#### Data for review:

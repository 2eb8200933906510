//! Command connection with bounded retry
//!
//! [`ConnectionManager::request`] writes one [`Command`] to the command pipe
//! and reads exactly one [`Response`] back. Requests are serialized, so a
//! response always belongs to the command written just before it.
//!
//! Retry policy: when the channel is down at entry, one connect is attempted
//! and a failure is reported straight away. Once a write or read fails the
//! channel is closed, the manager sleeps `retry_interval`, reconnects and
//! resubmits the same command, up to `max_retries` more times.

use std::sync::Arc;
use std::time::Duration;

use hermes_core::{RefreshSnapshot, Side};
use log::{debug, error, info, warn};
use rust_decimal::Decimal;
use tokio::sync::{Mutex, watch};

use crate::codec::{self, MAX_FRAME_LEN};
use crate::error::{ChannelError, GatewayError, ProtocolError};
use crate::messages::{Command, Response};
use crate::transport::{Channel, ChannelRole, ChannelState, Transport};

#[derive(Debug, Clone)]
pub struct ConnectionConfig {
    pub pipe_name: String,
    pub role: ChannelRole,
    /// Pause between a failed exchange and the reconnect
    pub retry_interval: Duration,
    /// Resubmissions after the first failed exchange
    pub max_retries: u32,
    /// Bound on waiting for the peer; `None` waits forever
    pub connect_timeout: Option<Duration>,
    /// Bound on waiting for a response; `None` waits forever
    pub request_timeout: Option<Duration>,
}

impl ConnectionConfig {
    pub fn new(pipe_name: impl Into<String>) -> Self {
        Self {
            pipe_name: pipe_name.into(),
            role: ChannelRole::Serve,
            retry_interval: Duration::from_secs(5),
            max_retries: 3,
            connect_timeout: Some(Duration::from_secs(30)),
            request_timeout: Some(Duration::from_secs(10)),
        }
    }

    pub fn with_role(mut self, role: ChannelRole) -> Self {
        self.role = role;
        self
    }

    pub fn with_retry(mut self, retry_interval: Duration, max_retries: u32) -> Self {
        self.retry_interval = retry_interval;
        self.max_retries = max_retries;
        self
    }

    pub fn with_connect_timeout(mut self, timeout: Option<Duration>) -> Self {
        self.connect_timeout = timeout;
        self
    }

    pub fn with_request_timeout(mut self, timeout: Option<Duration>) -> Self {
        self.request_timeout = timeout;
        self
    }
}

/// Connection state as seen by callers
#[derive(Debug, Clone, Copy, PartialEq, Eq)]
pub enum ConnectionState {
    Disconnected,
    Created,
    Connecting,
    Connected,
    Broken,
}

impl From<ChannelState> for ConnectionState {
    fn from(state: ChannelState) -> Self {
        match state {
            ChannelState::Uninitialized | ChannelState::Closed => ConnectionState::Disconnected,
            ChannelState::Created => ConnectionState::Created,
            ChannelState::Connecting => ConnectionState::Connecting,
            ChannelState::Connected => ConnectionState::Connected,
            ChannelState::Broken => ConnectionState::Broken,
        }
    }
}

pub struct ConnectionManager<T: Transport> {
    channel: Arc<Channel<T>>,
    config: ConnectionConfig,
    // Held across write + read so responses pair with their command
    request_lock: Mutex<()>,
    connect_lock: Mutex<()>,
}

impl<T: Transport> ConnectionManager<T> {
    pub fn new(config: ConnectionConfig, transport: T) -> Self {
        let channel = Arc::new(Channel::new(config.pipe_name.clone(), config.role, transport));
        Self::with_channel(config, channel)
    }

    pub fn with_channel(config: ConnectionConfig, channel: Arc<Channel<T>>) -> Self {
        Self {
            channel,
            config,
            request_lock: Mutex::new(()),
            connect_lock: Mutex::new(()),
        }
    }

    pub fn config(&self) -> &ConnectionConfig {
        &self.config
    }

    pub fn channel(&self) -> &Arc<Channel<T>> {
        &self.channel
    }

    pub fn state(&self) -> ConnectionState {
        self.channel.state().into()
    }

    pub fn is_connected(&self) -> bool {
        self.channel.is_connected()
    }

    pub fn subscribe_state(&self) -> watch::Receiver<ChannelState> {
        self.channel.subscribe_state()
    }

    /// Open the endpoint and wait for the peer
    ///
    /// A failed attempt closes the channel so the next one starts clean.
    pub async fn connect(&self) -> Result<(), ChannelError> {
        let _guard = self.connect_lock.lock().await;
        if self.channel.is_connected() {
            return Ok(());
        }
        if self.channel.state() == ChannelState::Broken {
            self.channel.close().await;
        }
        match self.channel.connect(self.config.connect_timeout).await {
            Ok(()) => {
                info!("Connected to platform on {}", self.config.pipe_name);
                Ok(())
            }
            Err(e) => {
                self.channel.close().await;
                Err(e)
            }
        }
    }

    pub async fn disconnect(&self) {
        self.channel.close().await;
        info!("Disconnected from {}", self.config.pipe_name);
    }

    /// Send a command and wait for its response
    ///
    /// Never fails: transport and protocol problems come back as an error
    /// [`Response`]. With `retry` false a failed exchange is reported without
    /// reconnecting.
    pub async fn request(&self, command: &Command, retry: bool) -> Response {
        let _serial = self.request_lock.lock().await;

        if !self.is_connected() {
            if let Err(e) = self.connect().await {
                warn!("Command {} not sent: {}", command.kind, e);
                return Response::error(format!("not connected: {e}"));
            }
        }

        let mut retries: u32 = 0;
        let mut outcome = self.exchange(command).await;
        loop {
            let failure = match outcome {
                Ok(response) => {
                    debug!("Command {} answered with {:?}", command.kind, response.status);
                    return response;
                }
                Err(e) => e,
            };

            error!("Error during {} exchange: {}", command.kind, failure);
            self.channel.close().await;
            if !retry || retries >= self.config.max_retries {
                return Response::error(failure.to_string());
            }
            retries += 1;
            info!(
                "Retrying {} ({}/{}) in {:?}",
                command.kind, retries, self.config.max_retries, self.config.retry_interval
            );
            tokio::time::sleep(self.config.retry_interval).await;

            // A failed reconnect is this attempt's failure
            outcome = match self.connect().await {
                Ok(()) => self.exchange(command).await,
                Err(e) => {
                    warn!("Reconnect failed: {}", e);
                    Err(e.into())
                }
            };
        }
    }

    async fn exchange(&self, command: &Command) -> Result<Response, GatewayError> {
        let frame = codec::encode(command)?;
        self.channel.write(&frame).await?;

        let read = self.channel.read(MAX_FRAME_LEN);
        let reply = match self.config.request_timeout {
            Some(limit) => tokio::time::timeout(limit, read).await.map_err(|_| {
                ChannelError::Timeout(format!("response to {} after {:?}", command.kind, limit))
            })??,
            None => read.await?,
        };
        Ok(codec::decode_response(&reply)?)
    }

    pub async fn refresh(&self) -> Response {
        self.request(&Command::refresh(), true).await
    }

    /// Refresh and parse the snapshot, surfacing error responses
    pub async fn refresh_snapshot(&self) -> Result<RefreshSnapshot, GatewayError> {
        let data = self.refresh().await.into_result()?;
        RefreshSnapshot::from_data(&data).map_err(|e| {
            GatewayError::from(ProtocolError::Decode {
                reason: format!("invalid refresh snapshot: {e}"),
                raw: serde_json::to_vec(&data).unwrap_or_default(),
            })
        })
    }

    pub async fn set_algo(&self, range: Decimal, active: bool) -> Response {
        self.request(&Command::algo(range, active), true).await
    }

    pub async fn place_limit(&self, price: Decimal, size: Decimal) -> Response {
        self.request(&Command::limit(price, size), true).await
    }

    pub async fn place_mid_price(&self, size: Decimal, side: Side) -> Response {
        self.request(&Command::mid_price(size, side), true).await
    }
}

#### Assigned task:
All that is wanted is an exact copy of the lines from the line holding "surfacing error responses" through the end of the material above, including both.

#### Result of the exercise:
    /// Refresh and parse the snapshot, surfacing error responses
    pub async fn refresh_snapshot(&self) -> Result<RefreshSnapshot, GatewayError> {
        let data = self.refresh().await.into_result()?;
        RefreshSnapshot::from_data(&data).map_err(|e| {
            GatewayError::from(ProtocolError::Decode {
                reason: format!("invalid refresh snapshot: {e}"),
                raw: serde_json::to_vec(&data).unwrap_or_default(),
            })
        })
    }

    pub async fn set_algo(&self, range: Decimal, active: bool) -> Response {
        self.request(&Command::algo(range, active), true).await
    }

    pub async fn place_limit(&self, price: Decimal, size: Decimal) -> Response {
        self.request(&Command::limit(price, size), true).await
    }

    pub async fn place_mid_price(&self, size: Decimal, side: Side) -> Response {
        self.request(&Command::mid_price(size, side), true).await
    }
}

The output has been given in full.